Please retype all the data below exactly, line for line.

(Stored data entries)
=-=-=-=-=

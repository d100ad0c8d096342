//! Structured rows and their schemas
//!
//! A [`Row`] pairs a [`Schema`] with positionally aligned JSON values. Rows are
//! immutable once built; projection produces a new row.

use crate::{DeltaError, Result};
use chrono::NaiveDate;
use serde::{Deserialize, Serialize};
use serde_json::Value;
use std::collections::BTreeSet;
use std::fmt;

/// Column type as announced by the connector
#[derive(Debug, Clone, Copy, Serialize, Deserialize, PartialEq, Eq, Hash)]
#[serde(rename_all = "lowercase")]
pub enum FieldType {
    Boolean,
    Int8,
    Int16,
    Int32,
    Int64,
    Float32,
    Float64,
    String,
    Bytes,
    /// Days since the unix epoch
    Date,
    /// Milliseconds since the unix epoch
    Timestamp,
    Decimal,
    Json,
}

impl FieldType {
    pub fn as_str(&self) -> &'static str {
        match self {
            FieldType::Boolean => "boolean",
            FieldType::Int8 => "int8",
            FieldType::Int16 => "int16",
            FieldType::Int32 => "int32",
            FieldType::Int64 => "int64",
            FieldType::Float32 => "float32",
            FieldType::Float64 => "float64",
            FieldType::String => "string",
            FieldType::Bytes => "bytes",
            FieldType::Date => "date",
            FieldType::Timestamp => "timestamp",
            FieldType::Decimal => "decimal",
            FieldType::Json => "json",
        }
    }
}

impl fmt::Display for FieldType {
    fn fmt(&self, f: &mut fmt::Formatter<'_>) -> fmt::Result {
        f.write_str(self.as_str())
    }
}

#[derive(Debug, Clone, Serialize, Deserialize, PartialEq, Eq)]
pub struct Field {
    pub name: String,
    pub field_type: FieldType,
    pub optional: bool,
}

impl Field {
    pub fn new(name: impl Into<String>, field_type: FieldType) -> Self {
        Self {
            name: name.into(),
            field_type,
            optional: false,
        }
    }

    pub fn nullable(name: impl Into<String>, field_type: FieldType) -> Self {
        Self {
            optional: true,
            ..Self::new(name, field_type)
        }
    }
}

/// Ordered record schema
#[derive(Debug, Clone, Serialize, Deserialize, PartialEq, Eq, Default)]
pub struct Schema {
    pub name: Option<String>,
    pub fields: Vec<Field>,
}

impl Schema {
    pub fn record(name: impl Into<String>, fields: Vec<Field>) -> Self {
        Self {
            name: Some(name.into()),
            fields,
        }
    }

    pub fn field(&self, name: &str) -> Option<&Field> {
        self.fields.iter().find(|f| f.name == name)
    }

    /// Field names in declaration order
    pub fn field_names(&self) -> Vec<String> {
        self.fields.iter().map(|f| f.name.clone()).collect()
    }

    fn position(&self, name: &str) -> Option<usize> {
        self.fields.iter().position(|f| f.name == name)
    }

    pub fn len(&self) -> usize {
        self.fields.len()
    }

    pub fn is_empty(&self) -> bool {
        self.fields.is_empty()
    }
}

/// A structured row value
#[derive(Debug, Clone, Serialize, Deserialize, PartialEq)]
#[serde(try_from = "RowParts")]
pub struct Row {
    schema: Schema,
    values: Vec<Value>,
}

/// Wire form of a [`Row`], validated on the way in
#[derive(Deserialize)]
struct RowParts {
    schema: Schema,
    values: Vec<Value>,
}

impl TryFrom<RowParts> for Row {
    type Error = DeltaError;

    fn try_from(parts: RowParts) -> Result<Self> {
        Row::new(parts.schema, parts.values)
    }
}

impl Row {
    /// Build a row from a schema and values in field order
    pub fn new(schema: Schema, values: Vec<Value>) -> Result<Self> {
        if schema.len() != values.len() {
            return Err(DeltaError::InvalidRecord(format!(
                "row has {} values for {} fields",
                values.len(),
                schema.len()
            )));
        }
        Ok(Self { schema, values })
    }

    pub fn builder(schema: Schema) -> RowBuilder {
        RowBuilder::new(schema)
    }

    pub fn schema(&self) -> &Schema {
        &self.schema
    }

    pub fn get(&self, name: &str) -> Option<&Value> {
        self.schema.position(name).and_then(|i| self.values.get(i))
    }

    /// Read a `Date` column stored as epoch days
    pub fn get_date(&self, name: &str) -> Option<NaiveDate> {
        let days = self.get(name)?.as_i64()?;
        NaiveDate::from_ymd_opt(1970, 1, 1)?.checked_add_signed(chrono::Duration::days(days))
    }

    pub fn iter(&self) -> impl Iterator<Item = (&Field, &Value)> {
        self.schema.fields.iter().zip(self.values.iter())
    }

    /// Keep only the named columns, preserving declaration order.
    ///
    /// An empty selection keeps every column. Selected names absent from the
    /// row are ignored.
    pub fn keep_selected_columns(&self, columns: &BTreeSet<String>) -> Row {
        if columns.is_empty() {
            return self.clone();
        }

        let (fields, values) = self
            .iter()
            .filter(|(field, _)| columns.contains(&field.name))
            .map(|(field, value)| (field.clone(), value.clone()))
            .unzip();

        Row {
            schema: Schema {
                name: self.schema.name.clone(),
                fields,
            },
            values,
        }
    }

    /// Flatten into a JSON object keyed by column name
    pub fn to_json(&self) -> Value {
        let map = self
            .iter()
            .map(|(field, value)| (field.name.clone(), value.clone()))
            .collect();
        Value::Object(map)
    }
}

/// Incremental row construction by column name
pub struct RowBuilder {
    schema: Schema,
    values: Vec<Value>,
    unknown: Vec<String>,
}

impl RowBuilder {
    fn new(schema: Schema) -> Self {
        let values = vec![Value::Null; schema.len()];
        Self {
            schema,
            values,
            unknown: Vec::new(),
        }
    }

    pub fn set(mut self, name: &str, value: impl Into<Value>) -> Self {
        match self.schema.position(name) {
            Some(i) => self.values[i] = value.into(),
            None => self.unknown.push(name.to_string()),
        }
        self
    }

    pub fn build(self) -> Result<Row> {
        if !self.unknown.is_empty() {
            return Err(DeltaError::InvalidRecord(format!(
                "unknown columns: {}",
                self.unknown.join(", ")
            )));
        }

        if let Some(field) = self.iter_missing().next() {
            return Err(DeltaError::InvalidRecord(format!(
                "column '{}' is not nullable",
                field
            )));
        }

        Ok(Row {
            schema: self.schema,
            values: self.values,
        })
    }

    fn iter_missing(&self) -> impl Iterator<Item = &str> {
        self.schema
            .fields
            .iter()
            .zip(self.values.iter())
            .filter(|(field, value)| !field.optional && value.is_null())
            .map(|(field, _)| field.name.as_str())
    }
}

=-=-=-=-=

§ **Exercise output**:
repository d100ad0c8d096342
//! Structured rows and their schemas
//!
//! A [`Row`] pairs a [`Schema`] with positionally aligned JSON values. Rows are
//! immutable once built; projection produces a new row.

use crate::{DeltaError, Result};
use chrono::NaiveDate;
use serde::{Deserialize, Serialize};
use serde_json::Value;
use std::collections::BTreeSet;
use std::fmt;

/// Column type as announced by the connector
#[derive(Debug, Clone, Copy, Serialize, Deserialize, PartialEq, Eq, Hash)]
#[serde(rename_all = "lowercase")]
pub enum FieldType {
    Boolean,
    Int8,
    Int16,
    Int32,
    Int64,
    Float32,
    Float64,
    String,
    Bytes,
    /// Days since the unix epoch
    Date,
    /// Milliseconds since the unix epoch
    Timestamp,
    Decimal,
    Json,
}

impl FieldType {
    pub fn as_str(&self) -> &'static str {
        match self {
            FieldType::Boolean => "boolean",
            FieldType::Int8 => "int8",
            FieldType::Int16 => "int16",
            FieldType::Int32 => "int32",
            FieldType::Int64 => "int64",
            FieldType::Float32 => "float32",
            FieldType::Float64 => "float64",
            FieldType::String => "string",
            FieldType::Bytes => "bytes",
            FieldType::Date => "date",
            FieldType::Timestamp => "timestamp",
            FieldType::Decimal => "decimal",
            FieldType::Json => "json",
        }
    }
}

impl fmt::Display for FieldType {
    fn fmt(&self, f: &mut fmt::Formatter<'_>) -> fmt::Result {
        f.write_str(self.as_str())
    }
}

#[derive(Debug, Clone, Serialize, Deserialize, PartialEq, Eq)]
pub struct Field {
    pub name: String,
    pub field_type: FieldType,
    pub optional: bool,
}

impl Field {
    pub fn new(name: impl Into<String>, field_type: FieldType) -> Self {
        Self {
            name: name.into(),
            field_type,
            optional: false,
        }
    }

    pub fn nullable(name: impl Into<String>, field_type: FieldType) -> Self {
        Self {
            optional: true,
            ..Self::new(name, field_type)
        }
    }
}

/// Ordered record schema
#[derive(Debug, Clone, Serialize, Deserialize, PartialEq, Eq, Default)]
pub struct Schema {
    pub name: Option<String>,
    pub fields: Vec<Field>,
}

impl Schema {
    pub fn record(name: impl Into<String>, fields: Vec<Field>) -> Self {
        Self {
            name: Some(name.into()),
            fields,
        }
    }

    pub fn field(&self, name: &str) -> Option<&Field> {
        self.fields.iter().find(|f| f.name == name)
    }

    /// Field names in declaration order
    pub fn field_names(&self) -> Vec<String> {
        self.fields.iter().map(|f| f.name.clone()).collect()
    }

    fn position(&self, name: &str) -> Option<usize> {
        self.fields.iter().position(|f| f.name == name)
    }

    pub fn len(&self) -> usize {
        self.fields.len()
    }

    pub fn is_empty(&self) -> bool {
        self.fields.is_empty()
    }
}

/// A structured row value
#[derive(Debug, Clone, Serialize, Deserialize, PartialEq)]
#[serde(try_from = "RowParts")]
pub struct Row {
    schema: Schema,
    values: Vec<Value>,
}

/// Wire form of a [`Row`], validated on the way in
#[derive(Deserialize)]
struct RowParts {
    schema: Schema,
    values: Vec<Value>,
}

impl TryFrom<RowParts> for Row {
    type Error = DeltaError;

    fn try_from(parts: RowParts) -> Result<Self> {
        Row::new(parts.schema, parts.values)
    }
}

impl Row {
    /// Build a row from a schema and values in field order
    pub fn new(schema: Schema, values: Vec<Value>) -> Result<Self> {
        if schema.len() != values.len() {
            return Err(DeltaError::InvalidRecord(format!(
                "row has {} values for {} fields",
                values.len(),
                schema.len()
            )));
        }
        Ok(Self { schema, values })
    }

    pub fn builder(schema: Schema) -> RowBuilder {
        RowBuilder::new(schema)
    }

    pub fn schema(&self) -> &Schema {
        &self.schema
    }

    pub fn get(&self, name: &str) -> Option<&Value> {
        self.schema.position(name).and_then(|i| self.values.get(i))
    }

    /// Read a `Date` column stored as epoch days
    pub fn get_date(&self, name: &str) -> Option<NaiveDate> {
        let days = self.get(name)?.as_i64()?;
        NaiveDate::from_ymd_opt(1970, 1, 1)?.checked_add_signed(chrono::Duration::days(days))
    }

    pub fn iter(&self) -> impl Iterator<Item = (&Field, &Value)> {
        self.schema.fields.iter().zip(self.values.iter())
    }

    /// Keep only the named columns, preserving declaration order.
    ///
    /// An empty selection keeps every column. Selected names absent from the
    /// row are ignored.
    pub fn keep_selected_columns(&self, columns: &BTreeSet<String>) -> Row {
        if columns.is_empty() {
            return self.clone();
        }

        let (fields, values) = self
            .iter()
            .filter(|(field, _)| columns.contains(&field.name))
            .map(|(field, value)| (field.clone(), value.clone()))
            .unzip();

        Row {
            schema: Schema {
                name: self.schema.name.clone(),
                fields,
            },
            values,
        }
    }

    /// Flatten into a JSON object keyed by column name
    pub fn to_json(&self) -> Value {
        let map = self
            .iter()
            .map(|(field, value)| (field.name.clone(), value.clone()))
            .collect();
        Value::Object(map)
    }
}

/// Incremental row construction by column name
pub struct RowBuilder {
    schema: Schema,
    values: Vec<Value>,
    unknown: Vec<String>,
}

impl RowBuilder {
    fn new(schema: Schema) -> Self {
        let values = vec![Value::Null; schema.len()];
        Self {
            schema,
            values,
            unknown: Vec::new(),
        }
    }

    pub fn set(mut self, name: &str, value: impl Into<Value>) -> Self {
        match self.schema.position(name) {
            Some(i) => self.values[i] = value.into(),
            None => self.unknown.push(name.to_string()),
        }
        self
    }

    pub fn build(self) -> Result<Row> {
        if !self.unknown.is_empty() {
            return Err(DeltaError::InvalidRecord(format!(
                "unknown columns: {}",
                self.unknown.join(", ")
            )));
        }

        if let Some(field) = self.iter_missing().next() {
            return Err(DeltaError::InvalidRecord(format!(
                "column '{}' is not nullable",
                field
            )));
        }

        Ok(Row {
            schema: self.schema,
            values: self.values,
        })
    }

    fn iter_missing(&self) -> impl Iterator<Item = &str> {
        self.schema
            .fields
            .iter()
            .zip(self.values.iter())
            .filter(|(field, value)| !field.optional && value.is_null())
            .map(|(field, _)| field.name.as_str())
    }
}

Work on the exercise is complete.